▸ **Assignment**: Every line of the material below in which "that" shows up is to be located and copied.

▸ **Record excerpts**:
####
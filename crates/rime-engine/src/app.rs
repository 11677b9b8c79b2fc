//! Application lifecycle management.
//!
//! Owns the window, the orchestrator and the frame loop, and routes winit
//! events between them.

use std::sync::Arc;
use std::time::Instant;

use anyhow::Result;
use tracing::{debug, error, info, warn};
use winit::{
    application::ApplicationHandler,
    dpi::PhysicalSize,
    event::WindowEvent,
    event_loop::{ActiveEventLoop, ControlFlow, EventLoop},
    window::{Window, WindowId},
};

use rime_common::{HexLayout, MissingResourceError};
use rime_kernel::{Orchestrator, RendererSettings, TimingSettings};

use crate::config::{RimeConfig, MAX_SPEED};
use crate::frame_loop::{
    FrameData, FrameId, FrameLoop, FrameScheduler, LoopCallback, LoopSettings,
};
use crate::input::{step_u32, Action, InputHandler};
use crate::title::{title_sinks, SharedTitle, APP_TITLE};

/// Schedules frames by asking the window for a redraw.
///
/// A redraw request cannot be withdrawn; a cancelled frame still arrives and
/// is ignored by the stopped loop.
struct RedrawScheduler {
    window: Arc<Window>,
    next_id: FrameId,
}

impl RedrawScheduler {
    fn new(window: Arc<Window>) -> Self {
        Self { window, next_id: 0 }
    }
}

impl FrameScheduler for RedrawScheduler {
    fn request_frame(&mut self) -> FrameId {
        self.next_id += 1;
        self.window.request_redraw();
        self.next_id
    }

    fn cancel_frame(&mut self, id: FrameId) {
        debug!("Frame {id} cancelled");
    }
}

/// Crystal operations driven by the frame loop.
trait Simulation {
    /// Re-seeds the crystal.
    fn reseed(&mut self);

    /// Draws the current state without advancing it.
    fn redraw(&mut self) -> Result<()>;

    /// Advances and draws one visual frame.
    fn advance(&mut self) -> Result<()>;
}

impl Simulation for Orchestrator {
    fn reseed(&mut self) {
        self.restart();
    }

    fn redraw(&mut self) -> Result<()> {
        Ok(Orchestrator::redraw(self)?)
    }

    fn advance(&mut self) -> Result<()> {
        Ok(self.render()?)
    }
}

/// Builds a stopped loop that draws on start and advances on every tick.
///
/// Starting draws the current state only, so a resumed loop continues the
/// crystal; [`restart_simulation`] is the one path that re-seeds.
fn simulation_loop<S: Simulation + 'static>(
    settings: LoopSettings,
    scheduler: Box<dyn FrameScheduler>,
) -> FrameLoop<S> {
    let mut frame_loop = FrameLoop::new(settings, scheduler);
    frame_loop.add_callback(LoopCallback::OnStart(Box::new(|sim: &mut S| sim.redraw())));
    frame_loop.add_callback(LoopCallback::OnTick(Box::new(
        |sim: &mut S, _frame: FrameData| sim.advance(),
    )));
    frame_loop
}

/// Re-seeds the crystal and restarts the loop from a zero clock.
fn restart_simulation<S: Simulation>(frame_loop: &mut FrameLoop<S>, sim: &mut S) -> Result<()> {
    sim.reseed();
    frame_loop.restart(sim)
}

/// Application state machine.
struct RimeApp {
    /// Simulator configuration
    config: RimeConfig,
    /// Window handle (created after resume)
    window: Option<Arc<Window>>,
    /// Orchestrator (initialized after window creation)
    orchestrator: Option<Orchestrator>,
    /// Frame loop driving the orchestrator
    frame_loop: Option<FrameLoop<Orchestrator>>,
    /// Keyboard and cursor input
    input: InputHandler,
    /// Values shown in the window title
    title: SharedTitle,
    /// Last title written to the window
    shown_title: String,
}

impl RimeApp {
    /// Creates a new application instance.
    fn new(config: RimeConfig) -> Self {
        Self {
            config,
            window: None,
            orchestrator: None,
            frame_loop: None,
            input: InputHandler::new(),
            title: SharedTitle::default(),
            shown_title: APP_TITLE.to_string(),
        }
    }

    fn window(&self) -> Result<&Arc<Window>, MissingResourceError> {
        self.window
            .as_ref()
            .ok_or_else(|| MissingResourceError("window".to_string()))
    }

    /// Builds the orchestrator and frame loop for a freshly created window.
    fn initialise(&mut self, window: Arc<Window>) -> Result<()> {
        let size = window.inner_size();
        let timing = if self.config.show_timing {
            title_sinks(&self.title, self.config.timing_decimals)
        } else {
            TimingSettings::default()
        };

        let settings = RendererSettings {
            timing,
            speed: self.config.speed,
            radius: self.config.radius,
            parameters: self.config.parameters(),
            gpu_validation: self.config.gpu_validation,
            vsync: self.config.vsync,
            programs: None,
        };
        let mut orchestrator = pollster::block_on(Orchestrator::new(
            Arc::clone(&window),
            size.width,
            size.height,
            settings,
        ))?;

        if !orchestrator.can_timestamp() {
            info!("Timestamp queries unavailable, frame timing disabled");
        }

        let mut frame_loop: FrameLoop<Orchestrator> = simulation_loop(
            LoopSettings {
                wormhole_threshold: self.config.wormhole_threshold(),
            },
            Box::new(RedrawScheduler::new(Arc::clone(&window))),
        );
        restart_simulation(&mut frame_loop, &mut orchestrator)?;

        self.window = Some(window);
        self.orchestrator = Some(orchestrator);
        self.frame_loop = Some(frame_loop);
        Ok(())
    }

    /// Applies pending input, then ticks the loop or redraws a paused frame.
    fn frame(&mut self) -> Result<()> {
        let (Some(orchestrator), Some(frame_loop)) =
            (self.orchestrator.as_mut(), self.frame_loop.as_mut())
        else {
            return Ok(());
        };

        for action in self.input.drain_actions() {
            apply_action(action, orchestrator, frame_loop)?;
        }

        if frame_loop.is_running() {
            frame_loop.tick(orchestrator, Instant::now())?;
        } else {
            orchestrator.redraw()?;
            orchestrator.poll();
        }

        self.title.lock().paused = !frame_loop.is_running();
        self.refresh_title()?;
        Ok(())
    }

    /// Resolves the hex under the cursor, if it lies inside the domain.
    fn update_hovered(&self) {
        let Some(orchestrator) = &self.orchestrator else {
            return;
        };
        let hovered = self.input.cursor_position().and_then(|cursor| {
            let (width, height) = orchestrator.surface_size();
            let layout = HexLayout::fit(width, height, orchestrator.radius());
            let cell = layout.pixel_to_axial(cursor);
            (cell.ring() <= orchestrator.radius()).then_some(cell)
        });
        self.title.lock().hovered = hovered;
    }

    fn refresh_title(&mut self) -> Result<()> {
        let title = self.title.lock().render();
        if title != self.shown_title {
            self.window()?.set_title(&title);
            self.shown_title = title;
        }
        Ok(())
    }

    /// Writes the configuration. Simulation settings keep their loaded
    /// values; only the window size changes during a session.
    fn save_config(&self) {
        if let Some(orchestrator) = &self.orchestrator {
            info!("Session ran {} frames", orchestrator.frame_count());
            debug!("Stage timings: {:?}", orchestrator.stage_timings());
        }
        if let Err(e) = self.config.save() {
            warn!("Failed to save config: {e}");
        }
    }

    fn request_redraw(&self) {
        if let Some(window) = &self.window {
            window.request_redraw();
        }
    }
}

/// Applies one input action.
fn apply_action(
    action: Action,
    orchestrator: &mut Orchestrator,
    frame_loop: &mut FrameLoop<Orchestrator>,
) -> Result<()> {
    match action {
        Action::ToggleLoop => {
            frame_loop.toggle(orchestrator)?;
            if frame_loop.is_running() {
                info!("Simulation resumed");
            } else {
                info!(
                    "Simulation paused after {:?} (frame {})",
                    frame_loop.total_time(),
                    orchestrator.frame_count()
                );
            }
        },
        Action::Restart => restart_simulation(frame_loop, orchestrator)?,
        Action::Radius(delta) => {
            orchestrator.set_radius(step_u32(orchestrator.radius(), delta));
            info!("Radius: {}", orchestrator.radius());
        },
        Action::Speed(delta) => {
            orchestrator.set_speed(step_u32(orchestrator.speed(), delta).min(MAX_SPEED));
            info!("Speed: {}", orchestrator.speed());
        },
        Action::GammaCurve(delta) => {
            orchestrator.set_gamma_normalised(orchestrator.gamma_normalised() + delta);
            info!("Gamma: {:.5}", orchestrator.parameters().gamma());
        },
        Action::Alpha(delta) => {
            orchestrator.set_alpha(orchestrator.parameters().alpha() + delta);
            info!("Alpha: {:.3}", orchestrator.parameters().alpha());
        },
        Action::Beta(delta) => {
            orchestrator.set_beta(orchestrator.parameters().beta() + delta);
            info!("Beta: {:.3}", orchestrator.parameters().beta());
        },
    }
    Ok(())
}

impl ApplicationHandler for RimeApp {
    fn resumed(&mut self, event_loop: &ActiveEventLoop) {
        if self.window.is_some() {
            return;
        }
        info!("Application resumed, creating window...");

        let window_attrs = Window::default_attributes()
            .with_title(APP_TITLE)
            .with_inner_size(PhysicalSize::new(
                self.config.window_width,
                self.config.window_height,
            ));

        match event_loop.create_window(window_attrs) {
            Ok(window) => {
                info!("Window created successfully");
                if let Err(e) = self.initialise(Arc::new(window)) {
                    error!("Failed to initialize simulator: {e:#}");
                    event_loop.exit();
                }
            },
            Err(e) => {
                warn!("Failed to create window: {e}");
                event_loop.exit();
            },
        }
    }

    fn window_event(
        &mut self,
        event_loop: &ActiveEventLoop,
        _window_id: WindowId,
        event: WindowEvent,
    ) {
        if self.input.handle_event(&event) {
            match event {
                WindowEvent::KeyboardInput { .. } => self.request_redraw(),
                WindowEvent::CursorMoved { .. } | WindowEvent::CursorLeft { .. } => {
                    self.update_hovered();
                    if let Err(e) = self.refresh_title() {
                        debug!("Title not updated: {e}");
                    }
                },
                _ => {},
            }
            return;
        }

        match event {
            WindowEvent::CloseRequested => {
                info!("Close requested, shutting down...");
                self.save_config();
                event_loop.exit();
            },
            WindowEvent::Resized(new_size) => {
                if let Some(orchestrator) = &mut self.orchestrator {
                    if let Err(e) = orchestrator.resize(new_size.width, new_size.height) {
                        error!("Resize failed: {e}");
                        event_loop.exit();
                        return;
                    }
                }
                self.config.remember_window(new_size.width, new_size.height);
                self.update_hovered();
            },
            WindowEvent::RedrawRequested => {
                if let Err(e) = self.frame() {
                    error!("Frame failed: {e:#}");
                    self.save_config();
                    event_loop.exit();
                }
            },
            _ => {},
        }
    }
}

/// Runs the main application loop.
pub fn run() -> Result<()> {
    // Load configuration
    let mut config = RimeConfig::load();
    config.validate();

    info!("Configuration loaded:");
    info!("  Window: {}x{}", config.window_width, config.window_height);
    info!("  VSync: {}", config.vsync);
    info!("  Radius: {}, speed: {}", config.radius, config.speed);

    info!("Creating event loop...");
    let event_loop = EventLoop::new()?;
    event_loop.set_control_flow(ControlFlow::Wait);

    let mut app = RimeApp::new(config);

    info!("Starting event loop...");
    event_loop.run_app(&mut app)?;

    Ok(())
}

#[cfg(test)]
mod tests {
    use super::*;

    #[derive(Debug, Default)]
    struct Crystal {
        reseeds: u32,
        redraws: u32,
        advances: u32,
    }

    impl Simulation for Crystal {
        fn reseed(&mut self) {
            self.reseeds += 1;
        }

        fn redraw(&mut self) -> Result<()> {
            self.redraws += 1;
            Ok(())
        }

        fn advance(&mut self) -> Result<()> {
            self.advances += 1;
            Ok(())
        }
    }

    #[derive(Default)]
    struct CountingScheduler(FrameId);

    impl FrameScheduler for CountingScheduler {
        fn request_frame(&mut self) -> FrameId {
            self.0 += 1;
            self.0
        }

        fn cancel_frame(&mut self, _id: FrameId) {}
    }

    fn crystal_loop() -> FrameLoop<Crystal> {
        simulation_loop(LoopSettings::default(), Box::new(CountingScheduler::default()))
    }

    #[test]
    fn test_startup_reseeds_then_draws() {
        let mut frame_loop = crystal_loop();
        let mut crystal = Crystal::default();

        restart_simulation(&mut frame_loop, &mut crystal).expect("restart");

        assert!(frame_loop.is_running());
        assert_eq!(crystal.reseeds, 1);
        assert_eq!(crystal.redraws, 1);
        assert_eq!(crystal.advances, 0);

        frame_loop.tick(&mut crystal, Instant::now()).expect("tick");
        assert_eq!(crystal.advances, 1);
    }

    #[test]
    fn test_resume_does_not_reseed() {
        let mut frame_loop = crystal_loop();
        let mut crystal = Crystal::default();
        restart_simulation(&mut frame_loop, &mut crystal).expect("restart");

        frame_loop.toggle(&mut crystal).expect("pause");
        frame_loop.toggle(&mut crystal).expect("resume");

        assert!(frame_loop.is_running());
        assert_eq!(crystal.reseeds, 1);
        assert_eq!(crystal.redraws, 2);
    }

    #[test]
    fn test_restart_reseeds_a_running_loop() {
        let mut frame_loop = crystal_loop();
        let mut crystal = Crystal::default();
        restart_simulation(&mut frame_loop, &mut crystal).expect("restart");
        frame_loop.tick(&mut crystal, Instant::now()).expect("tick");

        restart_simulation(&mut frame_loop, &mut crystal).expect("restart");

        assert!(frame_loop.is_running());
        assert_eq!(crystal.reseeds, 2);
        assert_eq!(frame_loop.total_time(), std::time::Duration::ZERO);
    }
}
####
▸ **Exercise response**:
/// Builds a stopped loop that draws on start and advances on every tick.
/// crystal; [`restart_simulation`] is the one path that re-seeds.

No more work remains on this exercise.